Essa realidade tem colocado oficinas independentes diante de um desafio crescente. E o que está em jogo não é apenas a sobrevivência desses pequenos negócios, mas também o direito do consumidor de escolher onde quer fazer o reparo.
Novo obstáculo
"O mecânico pluga um scanner no carro e não consegue acessar a falha, porque a montadora trava a informação. Aí não tem diagnóstico, não tem reparo. E o cliente sai da oficina sem solução", afirma Antonio Fiola, presidente do Sindirepa Brasil e do Sindirepa-SP. Em entrevista à coluna, ele explicou como a eletrônica embarcada tem tornado os reparos mais complexos e caros.
De acordo com Fiola, o mecânico brasileiro sempre deu um jeito. Mas agora, com os sistemas avançados de assistência à direção (ADAS), a conectividade e os softwares proprietários, "se virar nos 30" não tem sido suficiente.

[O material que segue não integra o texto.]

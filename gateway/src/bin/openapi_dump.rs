//! Print the OpenAPI document as JSON.

use std::process::ExitCode;

use gateway::doc::ApiDoc;
use utoipa::OpenApi;

fn main() -> ExitCode {
    match ApiDoc::openapi().to_pretty_json() {
        Ok(json) => {
            println!("{json}");
            ExitCode::SUCCESS
        }
        Err(error) => {
            eprintln!("failed to render OpenAPI document: {error}");
            ExitCode::FAILURE
        }
    }
}
//! Authentication gate wrapped around every non-public route.
//!
//! Two strategies are available:
//!
//! - [`GateStrategy::IdentityProbe`] forwards the raw `Cookie` header to the
//!   backend's "who am I" endpoint and only inspects the status.
//! - [`GateStrategy::TokenVerification`] verifies the `access_token` cookie
//!   locally, attempts one refresh with the `refresh_token` cookie when it is
//!   missing or invalid, then applies the role checks in
//!   [`crate::domain::access`].
//!
//! Every failure ends in a `302` redirect to `/login` or `/unauthorized`.
//! Verified claims are stored in the request extensions and exposed to
//! handlers through [`AuthenticatedUser`].

use std::rc::Rc;
use std::sync::Arc;
use std::task::{Context, Poll};

use actix_web::body::EitherBody;
use actix_web::cookie::Cookie;
use actix_web::dev::{Payload, Service, ServiceRequest, ServiceResponse, Transform};
use actix_web::http::header::{COOKIE, HeaderValue, LOCATION, SET_COOKIE};
use actix_web::{Error, FromRequest, HttpMessage, HttpRequest, HttpResponse};
use futures_util::future::{LocalBoxFuture, Ready, ready};
use tracing::{debug, warn};

use crate::domain::Error as ApiError;
use crate::domain::access::{GateDecision, authorize, is_public_path};
use crate::domain::cookies::{
    ACCESS_TOKEN_COOKIE, CookiePolicy, REFRESH_TOKEN_COOKIE, REMEMBER_ME_COOKIE,
};
use crate::domain::ports::{IdentityService, TokenPair};
use crate::domain::tokens::{Claims, TokenVerifier};

/// How the gate decides whether a request is authenticated.
#[derive(Debug, Clone)]
pub enum GateStrategy {
    /// Ask the backend on every request; no local decoding, no role checks.
    IdentityProbe,
    /// Verify tokens locally, refresh once, then check roles.
    TokenVerification(TokenVerifier),
}

/// Claims of the user the gate let through.
#[derive(Debug, Clone, PartialEq, Eq)]
pub struct AuthenticatedUser(pub Claims);

impl FromRequest for AuthenticatedUser {
    type Error = Error;
    type Future = Ready<Result<Self, Self::Error>>;

    fn from_request(req: &HttpRequest, _payload: &mut Payload) -> Self::Future {
        let claims = req.extensions().get::<Claims>().cloned();
        ready(
            claims
                .map(AuthenticatedUser)
                .ok_or_else(|| ApiError::unauthorized("login required").into()),
        )
    }
}

/// What the gate concluded about one request.
#[derive(Debug, Clone, PartialEq)]
pub(crate) struct GateOutcome {
    /// Whether the request proceeds or is redirected.
    pub decision: GateDecision,
    /// Verified claims, inserted into request extensions when allowed.
    pub claims: Option<Claims>,
    /// Tokens issued by a refresh, with the remember-me flag they were
    /// issued under.
    pub refreshed: Option<(TokenPair, bool)>,
}

impl GateOutcome {
    fn redirect_login() -> Self {
        Self {
            decision: GateDecision::RedirectLogin,
            claims: None,
            refreshed: None,
        }
    }
}

struct GateState {
    strategy: GateStrategy,
    identity: Arc<dyn IdentityService>,
    cookies: CookiePolicy,
}

/// Authentication gate middleware factory.
///
/// # Examples
/// ```no_run
/// use std::sync::Arc;
///
/// use actix_web::App;
/// use gateway::domain::cookies::CookiePolicy;
/// use gateway::domain::ports::{FixtureIdentityService, IdentityService};
/// use gateway::middleware::{AuthGate, GateStrategy};
///
/// fn build(identity: Arc<dyn IdentityService>) {
///     let _app = App::new().wrap(AuthGate::new(
///         GateStrategy::IdentityProbe,
///         identity,
///         CookiePolicy::default(),
///     ));
/// }
/// ```
#[derive(Clone)]
pub struct AuthGate {
    state: Rc<GateState>,
}

impl AuthGate {
    /// Build a gate using `strategy`.
    pub fn new(
        strategy: GateStrategy,
        identity: Arc<dyn IdentityService>,
        cookies: CookiePolicy,
    ) -> Self {
        Self {
            state: Rc::new(GateState {
                strategy,
                identity,
                cookies,
            }),
        }
    }
}

impl<S, B> Transform<S, ServiceRequest> for AuthGate
where
    S: Service<ServiceRequest, Response = ServiceResponse<B>, Error = Error> + 'static,
    S::Future: 'static,
    B: 'static,
{
    type Response = ServiceResponse<EitherBody<B>>;
    type Error = Error;
    type InitError = ();
    type Transform = AuthGateMiddleware<S>;
    type Future = Ready<Result<Self::Transform, Self::InitError>>;

    fn new_transform(&self, service: S) -> Self::Future {
        ready(Ok(AuthGateMiddleware {
            service: Rc::new(service),
            state: Rc::clone(&self.state),
        }))
    }
}

/// Service wrapper produced by [`AuthGate`].
pub struct AuthGateMiddleware<S> {
    service: Rc<S>,
    state: Rc<GateState>,
}

fn cookie_value(req: &ServiceRequest, name: &str) -> Option<String> {
    req.cookie(name)
        .map(|cookie| cookie.value().to_owned())
        .filter(|value| !value.is_empty())
}

fn raw_cookie_header(req: &ServiceRequest) -> Option<String> {
    req.headers()
        .get(COOKIE)
        .and_then(|value| value.to_str().ok())
        .map(str::to_owned)
}

/// Replace the token pairs in a `Cookie` header so handlers forward the
/// refreshed session to the backend.
fn rewrite_cookie_header(original: Option<&str>, tokens: &TokenPair) -> String {
    let mut pairs: Vec<String> = original
        .unwrap_or_default()
        .split(';')
        .map(str::trim)
        .filter(|pair| !pair.is_empty())
        .filter(|pair| {
            let name = pair.split('=').next().unwrap_or_default();
            name != ACCESS_TOKEN_COOKIE && name != REFRESH_TOKEN_COOKIE
        })
        .map(str::to_owned)
        .collect();
    pairs.push(format!("{ACCESS_TOKEN_COOKIE}={}", tokens.access));
    pairs.push(format!("{REFRESH_TOKEN_COOKIE}={}", tokens.refresh));
    pairs.join("; ")
}

impl GateState {
    async fn evaluate(&self, req: &ServiceRequest) -> GateOutcome {
        match &self.strategy {
            GateStrategy::IdentityProbe => self.probe(req).await,
            GateStrategy::TokenVerification(verifier) => self.verify(req, verifier).await,
        }
    }

    async fn probe(&self, req: &ServiceRequest) -> GateOutcome {
        match self.identity.probe(raw_cookie_header(req)).await {
            Ok(true) => GateOutcome {
                decision: GateDecision::Allowed,
                claims: None,
                refreshed: None,
            },
            Ok(false) => GateOutcome::redirect_login(),
            Err(error) => {
                warn!(%error, "identity probe failed; treating as unauthenticated");
                GateOutcome::redirect_login()
            }
        }
    }

    async fn verify(&self, req: &ServiceRequest, verifier: &TokenVerifier) -> GateOutcome {
        let path = req.path();
        if let Some(access) = cookie_value(req, ACCESS_TOKEN_COOKIE) {
            match verifier.verify(&access) {
                Ok(claims) => {
                    return GateOutcome {
                        decision: authorize(path, &claims),
                        claims: Some(claims),
                        refreshed: None,
                    };
                }
                Err(error) => debug!(%error, "access token rejected; attempting refresh"),
            }
        }

        let Some(refresh_token) = cookie_value(req, REFRESH_TOKEN_COOKIE) else {
            return GateOutcome::redirect_login();
        };
        let tokens = match self.identity.refresh(&refresh_token).await {
            Ok(Some(tokens)) => tokens,
            Ok(None) => return GateOutcome::redirect_login(),
            Err(error) => {
                warn!(%error, "token refresh failed; treating as unauthenticated");
                return GateOutcome::redirect_login();
            }
        };
        let claims = match verifier.verify(&tokens.access) {
            Ok(claims) => claims,
            Err(error) => {
                warn!(%error, "refreshed access token failed verification");
                return GateOutcome::redirect_login();
            }
        };
        let remember_me = cookie_value(req, REMEMBER_ME_COOKIE).as_deref() == Some("true");
        GateOutcome {
            decision: authorize(path, &claims),
            claims: Some(claims),
            refreshed: Some((tokens, remember_me)),
        }
    }

    fn session_cookies(&self, refreshed: Option<&(TokenPair, bool)>) -> Vec<Cookie<'static>> {
        refreshed
            .map(|(tokens, remember_me)| self.cookies.session_cookies(tokens, *remember_me))
            .unwrap_or_default()
    }
}

fn append_cookies<B>(res: &mut ServiceResponse<B>, cookies: &[Cookie<'static>]) {
    for cookie in cookies {
        match HeaderValue::from_str(&cookie.to_string()) {
            Ok(value) => {
                res.headers_mut().append(SET_COOKIE, value);
            }
            Err(error) => warn!(%error, cookie = cookie.name(), "failed to encode cookie"),
        }
    }
}

impl<S, B> Service<ServiceRequest> for AuthGateMiddleware<S>
where
    S: Service<ServiceRequest, Response = ServiceResponse<B>, Error = Error> + 'static,
    S::Future: 'static,
    B: 'static,
{
    type Response = ServiceResponse<EitherBody<B>>;
    type Error = Error;
    type Future = LocalBoxFuture<'static, Result<Self::Response, Self::Error>>;

    fn poll_ready(&self, cx: &mut Context<'_>) -> Poll<Result<(), Self::Error>> {
        self.service.poll_ready(cx)
    }

    fn call(&self, req: ServiceRequest) -> Self::Future {
        let service = Rc::clone(&self.service);
        let state = Rc::clone(&self.state);
        Box::pin(async move {
            if is_public_path(req.path()) {
                return service.call(req).await.map(ServiceResponse::map_into_left_body);
            }

            let outcome = state.evaluate(&req).await;
            let cookies = state.session_cookies(outcome.refreshed.as_ref());

            if let Some(location) = outcome.decision.location() {
                debug!(path = req.path(), location, "auth gate redirect");
                let mut res = req
                    .into_response(
                        HttpResponse::Found()
                            .insert_header((LOCATION, location))
                            .finish(),
                    )
                    .map_into_right_body();
                append_cookies(&mut res, &cookies);
                return Ok(res);
            }

            let mut req = req;
            if let Some((tokens, _)) = &outcome.refreshed {
                let header = rewrite_cookie_header(raw_cookie_header(&req).as_deref(), tokens);
                match HeaderValue::from_str(&header) {
                    Ok(value) => {
                        req.headers_mut().insert(COOKIE, value);
                    }
                    Err(error) => warn!(%error, "failed to rewrite cookie header"),
                }
            }
            if let Some(claims) = outcome.claims {
                req.extensions_mut().insert(claims);
            }

            let mut res = service.call(req).await?.map_into_left_body();
            append_cookies(&mut res, &cookies);
            Ok(res)
        })
    }
}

Sem acesso autorizado a esses dados, muitos profissionais recorrem a meios informais, como grupos de troca de informações sobre defeitos ou até ao pagamento de diagnósticos em concessionárias, onde os custos podem variar de R$ 600 a R$ 1.500 apenas para identificar o problema.
Right to Repair
Inspirado por uma causa que começou nos Estados Unidos e hoje já se espalha por mais de 20 países, o movimento Right to Repair (Direito de Reparar) defende que quem compra um carro deveria ter o direito de consertá-lo onde quiser. Para isso, as montadoras precisariam liberar os dados técnicos necessários para o diagnóstico e reparo por qualquer oficina, e não apenas pelas autorizadas.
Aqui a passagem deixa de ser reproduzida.